**ACTIVITY**
Find the string "clear" in the listing below and return each line it appears in.

**RECORD EXCERPTS**
-------

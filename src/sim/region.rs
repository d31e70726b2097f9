//! A single grid surface and the balls it owns

use glam::Vec2;

use super::collision;
use super::graph::RegionId;
use super::state::{Ball, Cell, Direction, Neighbors};
use crate::consts::{DEFAULT_SEQUENCE, LEAD_INDEX};

/// Fixed pitch list with a wrapping cursor
#[derive(Debug, Clone, PartialEq, Eq)]
pub struct Sequence {
    pitches: Vec<u8>,
    cursor: usize,
}

impl Default for Sequence {
    fn default() -> Self {
        Self::new(DEFAULT_SEQUENCE.to_vec())
    }
}

impl Sequence {
    pub fn new(pitches: Vec<u8>) -> Self {
        Self { pitches, cursor: 0 }
    }

    /// Pitch at the cursor, advancing it. `None` for an empty sequence.
    pub fn next_pitch(&mut self) -> Option<u8> {
        let pitch = *self.pitches.get(self.cursor)?;
        self.cursor = (self.cursor + 1) % self.pitches.len();
        Some(pitch)
    }

    pub fn cursor(&self) -> usize {
        self.cursor
    }

    pub fn pitches(&self) -> &[u8] {
        &self.pitches
    }
}

/// One square board of side `size`
#[derive(Debug, Clone)]
pub struct Region {
    size: u32,
    /// Insertion order matters: index `LEAD_INDEX` is the lead ball
    pub(crate) balls: Vec<Ball>,
    neighbors: Neighbors,
    /// Balls leaving this tick. Empty between ticks.
    pub(crate) warp_buffer: Vec<Ball>,
    pub(crate) sequence: Sequence,
    /// Next id to hand out, never reset
    next_id: u32,
}

impl Region {
    pub fn new(size: u32) -> Self {
        Self {
            size: size.max(1),
            balls: Vec::new(),
            neighbors: Neighbors::default(),
            warp_buffer: Vec::new(),
            sequence: Sequence::default(),
            next_id: 1,
        }
    }

    pub fn with_sequence(mut self, pitches: Vec<u8>) -> Self {
        self.sequence = Sequence::new(pitches);
        self
    }

    /// Start the id counter at `first_id`
    pub fn with_first_id(mut self, first_id: u32) -> Self {
        self.next_id = first_id;
        self
    }

    pub fn size(&self) -> u32 {
        self.size
    }

    /// Allocate a new ball ID
    fn next_ball_id(&mut self) -> u32 {
        let id = self.next_id;
        self.next_id += 1;
        id
    }

    /// Append a ball, assigning it a fresh id. Position is taken as given.
    pub fn add_ball(&mut self, mut ball: Ball) -> u32 {
        ball.id = self.next_ball_id();
        log::debug!(
            "ball {} added at ({}, {})",
            ball.id,
            ball.pos.x,
            ball.pos.y
        );
        let id = ball.id;
        self.balls.push(ball);
        id
    }

    /// Remove the ball with `id`; unknown ids are ignored
    pub fn delete_ball(&mut self, id: u32) {
        if let Some(index) = self.balls.iter().position(|b| b.id == id) {
            self.balls.remove(index);
            log::debug!("ball {} deleted", id);
        }
    }

    /// Remove every ball. The id counter keeps counting.
    pub fn delete_all_balls(&mut self) {
        self.balls.clear();
    }

    pub fn connect(&mut self, neighbor: RegionId, dir: Direction) {
        self.neighbors.set(dir, neighbor);
    }

    pub fn disconnect(&mut self, dir: Direction) {
        self.neighbors.clear(dir);
    }

    pub fn neighbor(&self, dir: Direction) -> Option<RegionId> {
        self.neighbors.get(dir)
    }

    pub fn neighbors(&self) -> &Neighbors {
        &self.neighbors
    }

    pub fn is_true_wall(&self, x: f32, y: f32) -> bool {
        collision::is_true_wall(&self.neighbors, self.size, Vec2::new(x, y))
    }

    pub fn is_warp_zone(&self, x: f32, y: f32) -> bool {
        collision::is_warp_zone(&self.neighbors, self.size, Vec2::new(x, y))
    }

    /// What the renderer should draw at `(x, y)`.
    ///
    /// Walls win over balls. O(balls) per call.
    pub fn query_cell(&self, x: i32, y: i32) -> Cell {
        if self.is_true_wall(x as f32, y as f32) {
            return Cell::Wall;
        }
        self.balls
            .iter()
            .find(|b| b.cell() == (x, y))
            .map_or(Cell::Empty, |b| Cell::Ball(b.color))
    }

    pub fn balls(&self) -> &[Ball] {
        &self.balls
    }

    pub fn ball(&self, id: u32) -> Option<&Ball> {
        self.balls.iter().find(|b| b.id == id)
    }

    pub fn contains(&self, id: u32) -> bool {
        self.ball(id).is_some()
    }

    /// The ball whose reflections walk the sequence
    pub fn lead(&self) -> Option<&Ball> {
        self.balls.get(LEAD_INDEX)
    }

    pub fn sequence(&self) -> &Sequence {
        &self.sequence
    }

    pub fn len(&self) -> usize {
        self.balls.len()
    }

    pub fn is_empty(&self) -> bool {
        self.balls.is_empty()
    }

    /// Balls waiting to leave. Always empty outside `tick`.
    pub fn pending_transfers(&self) -> &[Ball] {
        &self.warp_buffer
    }
}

-------

**YOUR RESPONSE**
        self.balls.clear();
        self.neighbors.clear(dir);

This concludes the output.